→ What you will do:
Every line in the records below that holds the word "RealtimeCoordinator" is to be copied.

***** Source records

use crate::api::MediaTransfer;
use async_trait::async_trait;
use feedsync_common::model::media::{LocalMedia, UploadTarget};
use reqwest::{Client, header::CONTENT_TYPE};
use std::{path::PathBuf, time::Duration};
use thiserror::Error;
use time::OffsetDateTime;
use tracing::debug;

pub const DEFAULT_TRANSFER_TIMEOUT: Duration = Duration::from_secs(300);

#[derive(Debug, Error)]
pub enum TransferError {
    #[error("Could not read {path}: {source}")]
    Read {
        path: PathBuf,
        #[source]
        source: std::io::Error,
    },
    #[error("Upload request failed: {0}")]
    Transport(#[from] reqwest::Error),
    #[error("Upload target answered with status {0}")]
    Rejected(u16),
    #[error("Upload target expired before the transfer started")]
    Expired,
}

/// Direct PUT of the file bytes to a pre-signed destination.
#[derive(Clone, Debug)]
pub struct HttpTransfer {
    http: Client,
}

impl HttpTransfer {
    pub fn new() -> Result<Self, TransferError> {
        let http = Client::builder().timeout(DEFAULT_TRANSFER_TIMEOUT).build()?;
        Ok(Self { http })
    }

    #[must_use]
    pub fn with_client(http: Client) -> Self {
        Self { http }
    }
}

#[async_trait]
impl MediaTransfer for HttpTransfer {
    async fn transfer(
        &self,
        media: &LocalMedia,
        target: &UploadTarget,
    ) -> Result<(), TransferError> {
        if target.is_expired_at(OffsetDateTime::now_utc()) {
            return Err(TransferError::Expired);
        }

        let bytes = tokio::fs::read(&media.path)
            .await
            .map_err(|source| TransferError::Read {
                path: media.path.clone(),
                source,
            })?;
        let len = bytes.len();

        let response = self
            .http
            .put(&target.destination)
            .header(CONTENT_TYPE, &target.content_type)
            .body(bytes)
            .send()
            .await?;

        let status = response.status();
        if !status.is_success() {
            return Err(TransferError::Rejected(status.as_u16()));
        }

        debug!(path = %media.path.display(), len, %status, "Transferred media");
        Ok(())
    }
}
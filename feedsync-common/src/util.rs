use std::time::Duration;
use thiserror::Error;

/// A duration that is strictly greater than zero.
#[derive(Copy, Clone, Ord, PartialOrd, Eq, PartialEq, Debug, Hash)]
pub struct PositiveDuration(Duration);

impl PositiveDuration {
    #[must_use]
    pub fn new(duration: Duration) -> Option<Self> {
        (!duration.is_zero()).then_some(Self(duration))
    }

    #[must_use]
    pub fn new_unchecked(duration: Duration) -> Self {
        Self::new(duration).expect("Duration was not positive.")
    }

    #[must_use]
    pub fn get(&self) -> Duration {
        self.0
    }
}

#[derive(Clone, Eq, PartialEq, Ord, PartialOrd, Debug, Default, Hash, Error)]
#[error("The duration is not positive: {0:?}")]
pub struct NonPositiveDurationError(Duration);

impl TryFrom<Duration> for PositiveDuration {
    type Error = NonPositiveDurationError;

    fn try_from(value: Duration) -> Result<Self, Self::Error> {
        Self::new(value).ok_or(NonPositiveDurationError(value))
    }
}

impl From<PositiveDuration> for Duration {
    fn from(value: PositiveDuration) -> Self {
        value.0
    }
}
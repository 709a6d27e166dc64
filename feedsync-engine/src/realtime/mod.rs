//! Reacting to the workspace push channel.

pub mod indicator;

use crate::{
    config::RealtimeSettings,
    error::{Result, SyncError},
    feed::FeedManager,
    upload::registry::SessionRegistry,
};
use feedsync_client::{PushError, PushSource};
use feedsync_common::model::{Id, event::PushEvent, post::PostMarker};
use futures::StreamExt;
use indicator::NewContentIndicator;
use std::{sync::Arc, time::Duration};
use tokio_util::sync::CancellationToken;
use tracing::{debug, info, warn};

pub const MAX_RECONNECT_DELAY: Duration = Duration::from_secs(30);

#[derive(Clone, Eq, PartialEq, Debug, Hash)]
pub enum EventDisposition {
    Ignored,
    /// One of our own uploads went live. The feed was refreshed silently.
    SelfCompletion(Id<PostMarker>),
    /// Someone else posted. The indicator was notified.
    PeerContent(Id<PostMarker>),
}

pub struct RealtimeCoordinator {
    push: Arc<dyn PushSource>,
    feed: Arc<FeedManager>,
    registry: SessionRegistry,
    indicator: NewContentIndicator,
    settings: RealtimeSettings,
}

impl std::fmt::Debug for RealtimeCoordinator {
    fn fmt(&self, f: &mut std::fmt::Formatter<'_>) -> std::fmt::Result {
        f.debug_struct("RealtimeCoordinator")
            .field("indicator", &self.indicator)
            .field("settings", &self.settings)
            .finish_non_exhaustive()
    }
}

impl RealtimeCoordinator {
    #[must_use]
    pub fn new(
        push: Arc<dyn PushSource>,
        feed: Arc<FeedManager>,
        registry: SessionRegistry,
        settings: RealtimeSettings,
    ) -> Self {
        Self {
            push,
            feed,
            registry,
            indicator: NewContentIndicator::spawn(settings.debounce, settings.auto_hide),
            settings,
        }
    }

    #[must_use]
    pub fn indicator(&self) -> &NewContentIndicator {
        &self.indicator
    }

    /// Classifies one raw push frame and acts on it.
    pub async fn handle_frame(&self, frame: &str) -> Result<EventDisposition> {
        let post_id = match PushEvent::parse(frame) {
            Ok(PushEvent::NewPost(post_id)) => post_id,
            Ok(PushEvent::Other(event_type)) => {
                debug!(event_type, "Ignoring push event");
                return Ok(EventDisposition::Ignored);
            }
            Err(err) => {
                warn!(error = %err, "Ignoring malformed push frame");
                return Ok(EventDisposition::Ignored);
            }
        };

        let own_upload = match self.registry.announce(post_id.clone()).await {
            Ok(own_upload) => own_upload,
            Err(err) => {
                warn!(%post_id, error = %err, "Could not match push event against uploads");
                false
            }
        };

        if own_upload {
            info!(%post_id, "Own upload is live, refreshing");
            if let Err(err) = self.feed.refresh_after_in_flight().await {
                warn!(%post_id, error = %err, "Silent refresh failed");
            }
            Ok(EventDisposition::SelfCompletion(post_id))
        } else {
            debug!(%post_id, "New content from someone else");
            self.indicator.notify();
            Ok(EventDisposition::PeerContent(post_id))
        }
    }

    /// Refreshes the feed if the indicator was showing, and hides it.
    pub async fn accept_new_content(&self) -> Result<bool> {
        if !self.indicator.dismiss().await {
            return Ok(false);
        }

        self.feed.refresh_after_in_flight().await?;
        Ok(true)
    }

    fn reconnect_delay(&self, failures: u32) -> Duration {
        let base = self.settings.reconnect_base_delay.get();
        let exponent = failures.saturating_sub(1).min(16);
        let delay = base.saturating_mul(1 << exponent).min(MAX_RECONNECT_DELAY);

        let jitter_ms = u64::try_from(delay.as_millis() / 4).unwrap_or(u64::MAX);
        delay + Duration::from_millis(rand::random_range(0..=jitter_ms))
    }

    /// Listens until `shutdown` fires.
    ///
    /// Lost subscriptions are retried with exponential backoff. The budget of
    /// consecutive failures resets whenever a subscription delivered a frame.
    pub async fn run(&self, shutdown: CancellationToken) -> Result<()> {
        let workspace_id = self.feed.scope()?.identity.workspace_id;
        let mut failures = 0u32;

        loop {
            let subscribed = tokio::select! {
                () = shutdown.cancelled() => return Ok(()),
                subscribed = self.push.subscribe(&workspace_id) => subscribed,
            };

            let last_error: Option<PushError> = match subscribed {
                Ok(mut stream) => {
                    info!(%workspace_id, "Subscribed to push channel");
                    let mut delivered = false;

                    let ended = loop {
                        let frame = tokio::select! {
                            () = shutdown.cancelled() => return Ok(()),
                            frame = stream.next() => frame,
                        };

                        match frame {
                            Some(Ok(text)) => {
                                delivered = true;
                                self.handle_frame(&text).await?;
                            }
                            Some(Err(err)) => break Some(err),
                            None => break None,
                        }
                    };

                    if delivered {
                        failures = 0;
                    }
                    ended
                }
                Err(err) => Some(err),
            };

            failures += 1;
            match &last_error {
                Some(err) => warn!(failures, error = %err, "Push subscription lost"),
                None => warn!(failures, "Push subscription ended"),
            }
            if failures > self.settings.reconnect_attempts {
                return Err(SyncError::PushClosed {
                    attempts: self.settings.reconnect_attempts,
                    source: last_error,
                });
            }

            let delay = self.reconnect_delay(failures);
            debug!(?delay, "Reconnecting push channel");
            tokio::select! {
                () = shutdown.cancelled() => return Ok(()),
                () = tokio::time::sleep(delay) => {}
            }
        }
    }
}
use crate::api::{Handshake, ListPostsResponse, PostApi, RequestScope};
use crate::record::{
    CommentRecord, CreatePostRecord, DeletePostQuery, EditPostRecord, ErrorRecord,
    HandshakeRecord, ListPostsQuery, ListPostsRecord, ScopeRecord,
};
use async_trait::async_trait;
use feedsync_common::model::{
    Id, ModelValidationError, auth::ApiToken, media::MediaMetadata, post::PostMarker,
};
use reqwest::{Client, RequestBuilder, Response, StatusCode, Url};
use std::{error::Error as StdError, time::Duration};
use thiserror::Error;
use tracing::{debug, warn};

pub type Result<T, E = ApiError> = std::result::Result<T, E>;

pub type BoxError = Box<dyn StdError + Send + Sync>;

pub const DEFAULT_REQUEST_TIMEOUT: Duration = Duration::from_secs(30);

#[derive(Debug, Error)]
pub enum ApiError {
    #[error("Request could not be completed: {0}")]
    Transport(#[source] BoxError),
    #[error("Server rejected the request with status {status}: {}", .detail.as_deref().unwrap_or("no detail"))]
    Rejected { status: u16, detail: Option<String> },
    #[error("Response body could not be decoded: {0}")]
    Decode(#[from] serde_json::Error),
    #[error("Response contained invalid data: {0}")]
    Data(#[from] ModelValidationError),
    #[error("Base url cannot carry a path: {0}")]
    InvalidBaseUrl(Url),
}

impl ApiError {
    #[must_use]
    pub fn is_transport(&self) -> bool {
        matches!(self, ApiError::Transport(_))
    }

    #[must_use]
    pub fn status(&self) -> Option<u16> {
        match self {
            ApiError::Rejected { status, .. } => Some(*status),
            _ => None,
        }
    }
}

impl From<reqwest::Error> for ApiError {
    fn from(value: reqwest::Error) -> Self {
        ApiError::Transport(Box::new(value))
    }
}

/// JSON client for the post endpoints.
#[derive(Clone, Debug)]
pub struct ApiClient {
    http: Client,
    base_url: Url,
    token: Option<ApiToken>,
}

impl ApiClient {
    pub fn new(base_url: Url, token: Option<ApiToken>) -> Result<Self> {
        let http = Client::builder().timeout(DEFAULT_REQUEST_TIMEOUT).build()?;
        Self::with_client(http, base_url, token)
    }

    pub fn with_client(http: Client, base_url: Url, token: Option<ApiToken>) -> Result<Self> {
        if base_url.cannot_be_a_base() {
            return Err(ApiError::InvalidBaseUrl(base_url));
        }

        Ok(Self {
            http,
            base_url,
            token,
        })
    }

    fn endpoint(&self, segments: &[&str]) -> Result<Url> {
        let mut url = self.base_url.clone();
        url.path_segments_mut()
            .map_err(|()| ApiError::InvalidBaseUrl(self.base_url.clone()))?
            .pop_if_empty()
            .extend(segments);
        Ok(url)
    }

    fn authorized(&self, request: RequestBuilder) -> RequestBuilder {
        match &self.token {
            Some(token) => request.bearer_auth(token.as_token_str()),
            None => request,
        }
    }

    async fn send(&self, request: RequestBuilder) -> Result<Response> {
        let response = self.authorized(request).send().await?;
        let status = response.status();

        if status.is_success() {
            return Ok(response);
        }

        let detail = match response.bytes().await {
            Ok(body) => serde_json::from_slice::<ErrorRecord>(&body)
                .ok()
                .and_then(ErrorRecord::into_detail),
            Err(err) => {
                warn!(error = %err, %status, "Could not read error body");
                None
            }
        };
        debug!(%status, ?detail, "Request rejected");

        Err(ApiError::Rejected {
            status: status.as_u16(),
            detail,
        })
    }

    async fn send_json<T: serde::de::DeserializeOwned>(&self, request: RequestBuilder) -> Result<T> {
        let body = self.send(request).await?.bytes().await?;
        Ok(serde_json::from_slice(&body)?)
    }
}

fn scope_record(scope: &RequestScope) -> ScopeRecord<'_> {
    ScopeRecord {
        workspace_id: scope.identity.workspace_id.as_str(),
        user_id: scope.identity.user_id.as_str(),
        role: &scope.role,
    }
}

#[async_trait]
impl PostApi for ApiClient {
    async fn list_posts(
        &self,
        scope: &RequestScope,
        page: u32,
        page_size: u32,
    ) -> Result<ListPostsResponse> {
        let query = ListPostsQuery {
            scope: scope_record(scope),
            page,
            page_size,
        };
        let response = self
            .send(self.http.get(self.endpoint(&["posts"])?).query(&query))
            .await?;

        if response.status() == StatusCode::NO_CONTENT {
            return Ok(ListPostsResponse::NoContent);
        }

        let record: ListPostsRecord = serde_json::from_slice(&response.bytes().await?)?;
        Ok(ListPostsResponse::Page(
            record.into_page(&scope.identity.user_id)?,
        ))
    }

    async fn toggle_like(&self, scope: &RequestScope, post_id: &Id<PostMarker>) -> Result<()> {
        let url = self.endpoint(&["posts", post_id.as_str(), "like"])?;
        self.send(self.http.post(url).json(&scope_record(scope)))
            .await?;
        Ok(())
    }

    async fn create_post(
        &self,
        scope: &RequestScope,
        text: &str,
        media: &[MediaMetadata],
    ) -> Result<Handshake> {
        let body = CreatePostRecord {
            text,
            scope: scope_record(scope),
            media,
        };
        let record: HandshakeRecord = self
            .send_json(self.http.post(self.endpoint(&["posts"])?).json(&body))
            .await?;

        Ok(Handshake::try_from(record)?)
    }

    async fn delete_post(&self, scope: &RequestScope, post_id: &Id<PostMarker>) -> Result<()> {
        let query = DeletePostQuery {
            workspace_id: scope.identity.workspace_id.as_str(),
            role: &scope.role,
        };
        let url = self.endpoint(&["posts", post_id.as_str()])?;
        self.send(self.http.delete(url).query(&query)).await?;
        Ok(())
    }

    async fn edit_post(
        &self,
        scope: &RequestScope,
        post_id: &Id<PostMarker>,
        content: &str,
    ) -> Result<()> {
        let body = EditPostRecord {
            scope: scope_record(scope),
            content,
        };
        let url = self.endpoint(&["posts", post_id.as_str()])?;
        self.send(self.http.patch(url).json(&body)).await?;
        Ok(())
    }

    async fn comment(
        &self,
        scope: &RequestScope,
        post_id: &Id<PostMarker>,
        text: &str,
    ) -> Result<()> {
        let body = CommentRecord {
            scope: scope_record(scope),
            text,
        };
        let url = self.endpoint(&["posts", post_id.as_str(), "comments"])?;
        self.send(self.http.post(url).json(&body)).await?;
        Ok(())
    }
}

**********

→ Exercise solution:
pub struct RealtimeCoordinator {
impl std::fmt::Debug for RealtimeCoordinator {
        f.debug_struct("RealtimeCoordinator")
impl RealtimeCoordinator {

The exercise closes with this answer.